Segment Open
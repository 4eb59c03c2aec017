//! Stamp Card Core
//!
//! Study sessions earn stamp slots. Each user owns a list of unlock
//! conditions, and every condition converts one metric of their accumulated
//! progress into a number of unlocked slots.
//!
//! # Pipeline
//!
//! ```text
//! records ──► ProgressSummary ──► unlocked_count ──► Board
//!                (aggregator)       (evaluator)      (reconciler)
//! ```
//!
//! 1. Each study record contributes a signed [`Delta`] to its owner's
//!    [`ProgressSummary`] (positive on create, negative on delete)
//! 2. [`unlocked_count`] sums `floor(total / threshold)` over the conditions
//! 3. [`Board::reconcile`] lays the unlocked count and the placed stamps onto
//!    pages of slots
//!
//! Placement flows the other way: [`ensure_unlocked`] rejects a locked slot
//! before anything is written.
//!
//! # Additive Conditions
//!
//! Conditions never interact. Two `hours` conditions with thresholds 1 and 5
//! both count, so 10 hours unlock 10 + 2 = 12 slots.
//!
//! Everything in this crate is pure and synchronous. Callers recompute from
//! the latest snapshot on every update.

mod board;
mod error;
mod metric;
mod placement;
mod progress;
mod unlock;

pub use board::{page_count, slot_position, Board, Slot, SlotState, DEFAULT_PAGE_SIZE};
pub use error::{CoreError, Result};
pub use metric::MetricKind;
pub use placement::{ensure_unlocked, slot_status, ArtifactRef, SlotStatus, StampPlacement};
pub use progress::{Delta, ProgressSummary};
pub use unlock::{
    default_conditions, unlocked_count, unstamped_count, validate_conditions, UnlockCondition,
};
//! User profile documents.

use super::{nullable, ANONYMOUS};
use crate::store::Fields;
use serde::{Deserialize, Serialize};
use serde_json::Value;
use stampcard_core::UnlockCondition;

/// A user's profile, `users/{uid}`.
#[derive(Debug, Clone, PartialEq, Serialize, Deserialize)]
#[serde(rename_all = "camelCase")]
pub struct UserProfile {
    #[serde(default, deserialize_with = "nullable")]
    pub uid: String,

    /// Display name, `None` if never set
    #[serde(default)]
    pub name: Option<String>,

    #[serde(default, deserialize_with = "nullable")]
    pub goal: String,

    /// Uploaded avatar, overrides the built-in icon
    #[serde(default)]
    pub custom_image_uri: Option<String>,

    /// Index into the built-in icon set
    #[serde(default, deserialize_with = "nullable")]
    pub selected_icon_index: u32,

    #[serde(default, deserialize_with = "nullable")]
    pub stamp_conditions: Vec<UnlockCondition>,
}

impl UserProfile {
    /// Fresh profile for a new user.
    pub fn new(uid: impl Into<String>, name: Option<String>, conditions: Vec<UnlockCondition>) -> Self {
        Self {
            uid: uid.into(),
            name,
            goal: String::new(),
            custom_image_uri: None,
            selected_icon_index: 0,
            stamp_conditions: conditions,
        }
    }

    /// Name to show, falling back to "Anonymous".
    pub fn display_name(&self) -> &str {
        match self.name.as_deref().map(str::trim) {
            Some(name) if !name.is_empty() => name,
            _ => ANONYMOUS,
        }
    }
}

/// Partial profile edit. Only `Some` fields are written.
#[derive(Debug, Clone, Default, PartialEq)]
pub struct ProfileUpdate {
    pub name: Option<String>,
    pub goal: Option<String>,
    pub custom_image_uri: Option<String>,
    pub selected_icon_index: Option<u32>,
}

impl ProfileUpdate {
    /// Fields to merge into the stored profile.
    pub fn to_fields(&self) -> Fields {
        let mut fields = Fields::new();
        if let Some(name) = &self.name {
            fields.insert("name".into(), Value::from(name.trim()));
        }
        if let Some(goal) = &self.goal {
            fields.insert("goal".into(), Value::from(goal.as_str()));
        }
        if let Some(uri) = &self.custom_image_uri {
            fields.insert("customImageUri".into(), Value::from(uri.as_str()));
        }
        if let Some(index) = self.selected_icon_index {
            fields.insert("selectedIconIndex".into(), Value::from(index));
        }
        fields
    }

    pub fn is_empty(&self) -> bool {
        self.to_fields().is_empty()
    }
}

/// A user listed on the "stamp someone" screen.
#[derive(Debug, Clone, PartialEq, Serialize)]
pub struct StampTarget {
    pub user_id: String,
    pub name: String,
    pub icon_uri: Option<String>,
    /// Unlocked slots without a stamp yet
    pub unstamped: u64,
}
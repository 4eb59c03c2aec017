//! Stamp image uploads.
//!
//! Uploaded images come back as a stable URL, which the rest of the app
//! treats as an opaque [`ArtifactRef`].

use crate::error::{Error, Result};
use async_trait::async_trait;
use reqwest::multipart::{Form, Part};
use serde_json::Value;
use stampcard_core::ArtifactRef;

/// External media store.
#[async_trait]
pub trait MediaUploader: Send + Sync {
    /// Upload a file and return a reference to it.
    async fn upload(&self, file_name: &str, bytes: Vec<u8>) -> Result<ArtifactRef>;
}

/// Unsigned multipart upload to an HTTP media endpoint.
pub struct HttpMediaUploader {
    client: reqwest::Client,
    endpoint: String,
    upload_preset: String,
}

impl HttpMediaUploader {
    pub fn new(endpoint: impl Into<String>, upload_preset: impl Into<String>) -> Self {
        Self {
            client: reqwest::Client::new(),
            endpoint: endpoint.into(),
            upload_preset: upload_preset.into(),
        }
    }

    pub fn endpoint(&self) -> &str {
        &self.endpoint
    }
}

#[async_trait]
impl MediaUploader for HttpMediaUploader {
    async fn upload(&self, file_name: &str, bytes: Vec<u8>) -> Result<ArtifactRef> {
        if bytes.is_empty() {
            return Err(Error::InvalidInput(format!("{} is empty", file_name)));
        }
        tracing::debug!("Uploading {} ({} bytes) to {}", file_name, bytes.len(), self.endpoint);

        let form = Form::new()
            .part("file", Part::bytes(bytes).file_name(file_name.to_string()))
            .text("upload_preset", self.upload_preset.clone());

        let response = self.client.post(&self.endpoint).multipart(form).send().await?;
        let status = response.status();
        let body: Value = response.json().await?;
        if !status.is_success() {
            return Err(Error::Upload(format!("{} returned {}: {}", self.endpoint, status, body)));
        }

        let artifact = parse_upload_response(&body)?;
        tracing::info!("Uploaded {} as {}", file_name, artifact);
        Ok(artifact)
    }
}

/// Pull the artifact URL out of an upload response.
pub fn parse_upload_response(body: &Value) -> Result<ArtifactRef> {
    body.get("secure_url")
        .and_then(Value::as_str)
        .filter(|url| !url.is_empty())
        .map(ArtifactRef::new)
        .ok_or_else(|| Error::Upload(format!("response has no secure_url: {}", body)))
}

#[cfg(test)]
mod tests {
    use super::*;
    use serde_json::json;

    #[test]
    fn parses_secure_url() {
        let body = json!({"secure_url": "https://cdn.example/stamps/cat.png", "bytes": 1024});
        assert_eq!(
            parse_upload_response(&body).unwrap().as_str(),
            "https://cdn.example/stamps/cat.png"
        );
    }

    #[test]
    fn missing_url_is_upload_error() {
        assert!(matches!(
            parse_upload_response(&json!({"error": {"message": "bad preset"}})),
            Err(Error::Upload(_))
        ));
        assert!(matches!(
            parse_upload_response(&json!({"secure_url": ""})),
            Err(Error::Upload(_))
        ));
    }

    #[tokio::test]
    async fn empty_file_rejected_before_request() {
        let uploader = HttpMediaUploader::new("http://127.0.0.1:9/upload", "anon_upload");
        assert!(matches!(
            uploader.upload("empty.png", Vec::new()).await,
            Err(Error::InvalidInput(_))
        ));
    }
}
Segment Closed
Task: Each line carrying the string "HttpMediaUploader" should be copied out from the entries.

Problem solution:
pub struct HttpMediaUploader {
impl HttpMediaUploader {
impl MediaUploader for HttpMediaUploader {
        let uploader = HttpMediaUploader::new("http://127.0.0.1:9/upload", "anon_upload");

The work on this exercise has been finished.